Stored data
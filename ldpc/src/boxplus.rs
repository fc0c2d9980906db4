//! Box-plus: the check-node combination of two LLRs,
//! `2 atanh(tanh(a/2) tanh(b/2))`, written in its min-sum-plus-correction form.

use std::fmt;
use std::str::FromStr;

#[cfg(feature = "serde")]
use serde::{Deserialize, Serialize};

/// Sign with zero mapped to +1.
#[inline]
pub fn sgn(x: f64) -> f64 {
    if x < 0.0 {
        -1.0
    } else {
        1.0
    }
}

#[inline]
fn min_term(a: f64, b: f64) -> f64 {
    sgn(a) * sgn(b) * a.abs().min(b.abs())
}

/// Exact box-plus.
#[inline]
pub fn boxplus(a: f64, b: f64) -> f64 {
    min_term(a, b) + (1.0 + (-(a + b).abs()).exp()).ln() - (1.0 + (-(a - b).abs()).exp()).ln()
}

/// Piecewise-linear stand-in for `ln(1 + e^-r)`.
#[inline]
fn linear_correction(r: f64) -> f64 {
    if r < 2.5 {
        0.6 - 0.24 * r
    } else {
        0.0
    }
}

/// Box-plus with the log correction terms replaced by a linear ramp that
/// reaches zero at `r = 2.5`.
#[inline]
pub fn boxplus_approx(a: f64, b: f64) -> f64 {
    min_term(a, b) + linear_correction((a + b).abs()) - linear_correction((a - b).abs())
}

/// A check-node combination rule, resolved at compile time in the hot loop.
pub trait BoxPlus {
    fn combine(a: f64, b: f64) -> f64;
}

#[derive(Debug, Clone, Copy, Default)]
pub struct ExactBoxPlus;

#[derive(Debug, Clone, Copy, Default)]
pub struct LinearBoxPlus;

impl BoxPlus for ExactBoxPlus {
    #[inline]
    fn combine(a: f64, b: f64) -> f64 {
        boxplus(a, b)
    }
}

impl BoxPlus for LinearBoxPlus {
    #[inline]
    fn combine(a: f64, b: f64) -> f64 {
        boxplus_approx(a, b)
    }
}

/// Runtime selection of the check-node rule.
#[derive(Debug, Clone, Copy, PartialEq, Eq, Default)]
#[cfg_attr(feature = "serde", derive(Serialize, Deserialize))]
#[cfg_attr(feature = "serde", serde(rename_all = "lowercase"))]
pub enum BoxPlusKind {
    /// Piecewise-linear correction; reference decoder behavior.
    #[default]
    Linear,
    Exact,
}

impl FromStr for BoxPlusKind {
    type Err = crate::LdpcError;

    fn from_str(s: &str) -> Result<Self, Self::Err> {
        match s.trim().to_ascii_lowercase().as_str() {
            "linear" | "approx" => Ok(BoxPlusKind::Linear),
            "exact" => Ok(BoxPlusKind::Exact),
            other => Err(crate::LdpcError::InvalidParameter(format!(
                "unknown box-plus kind '{}'",
                other
            ))),
        }
    }
}

impl fmt::Display for BoxPlusKind {
    fn fmt(&self, f: &mut fmt::Formatter<'_>) -> fmt::Result {
        match self {
            BoxPlusKind::Linear => f.write_str("linear"),
            BoxPlusKind::Exact => f.write_str("exact"),
        }
    }
}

- PROBLEM STATEMENT -
Reproduce all the data exactly. Include every line.

- RESPONSE TO THE EXERCISE -
filename ldpc/src/boxplus.rs
repository fc0c2d9980906db4
//! Box-plus: the check-node combination of two LLRs,
//! `2 atanh(tanh(a/2) tanh(b/2))`, written in its min-sum-plus-correction form.

use std::fmt;
use std::str::FromStr;

#[cfg(feature = "serde")]
use serde::{Deserialize, Serialize};

/// Sign with zero mapped to +1.
#[inline]
pub fn sgn(x: f64) -> f64 {
    if x < 0.0 {
        -1.0
    } else {
        1.0
    }
}

#[inline]
fn min_term(a: f64, b: f64) -> f64 {
    sgn(a) * sgn(b) * a.abs().min(b.abs())
}

/// Exact box-plus.
#[inline]
pub fn boxplus(a: f64, b: f64) -> f64 {
    min_term(a, b) + (1.0 + (-(a + b).abs()).exp()).ln() - (1.0 + (-(a - b).abs()).exp()).ln()
}

/// Piecewise-linear stand-in for `ln(1 + e^-r)`.
#[inline]
fn linear_correction(r: f64) -> f64 {
    if r < 2.5 {
        0.6 - 0.24 * r
    } else {
        0.0
    }
}

/// Box-plus with the log correction terms replaced by a linear ramp that
/// reaches zero at `r = 2.5`.
#[inline]
pub fn boxplus_approx(a: f64, b: f64) -> f64 {
    min_term(a, b) + linear_correction((a + b).abs()) - linear_correction((a - b).abs())
}

/// A check-node combination rule, resolved at compile time in the hot loop.
pub trait BoxPlus {
    fn combine(a: f64, b: f64) -> f64;
}

#[derive(Debug, Clone, Copy, Default)]
pub struct ExactBoxPlus;

#[derive(Debug, Clone, Copy, Default)]
pub struct LinearBoxPlus;

impl BoxPlus for ExactBoxPlus {
    #[inline]
    fn combine(a: f64, b: f64) -> f64 {
        boxplus(a, b)
    }
}

impl BoxPlus for LinearBoxPlus {
    #[inline]
    fn combine(a: f64, b: f64) -> f64 {
        boxplus_approx(a, b)
    }
}

/// Runtime selection of the check-node rule.
#[derive(Debug, Clone, Copy, PartialEq, Eq, Default)]
#[cfg_attr(feature = "serde", derive(Serialize, Deserialize))]
#[cfg_attr(feature = "serde", serde(rename_all = "lowercase"))]
pub enum BoxPlusKind {
    /// Piecewise-linear correction; reference decoder behavior.
    #[default]
    Linear,
    Exact,
}

impl FromStr for BoxPlusKind {
    type Err = crate::LdpcError;

    fn from_str(s: &str) -> Result<Self, Self::Err> {
        match s.trim().to_ascii_lowercase().as_str() {
            "linear" | "approx" => Ok(BoxPlusKind::Linear),
            "exact" => Ok(BoxPlusKind::Exact),
            other => Err(crate::LdpcError::InvalidParameter(format!(
                "unknown box-plus kind '{}'",
                other
            ))),
        }
    }
}

impl fmt::Display for BoxPlusKind {
    fn fmt(&self, f: &mut fmt::Formatter<'_>) -> fmt::Result {
        match self {
            BoxPlusKind::Linear => f.write_str("linear"),
            BoxPlusKind::Exact => f.write_str("exact"),
        }
    }
}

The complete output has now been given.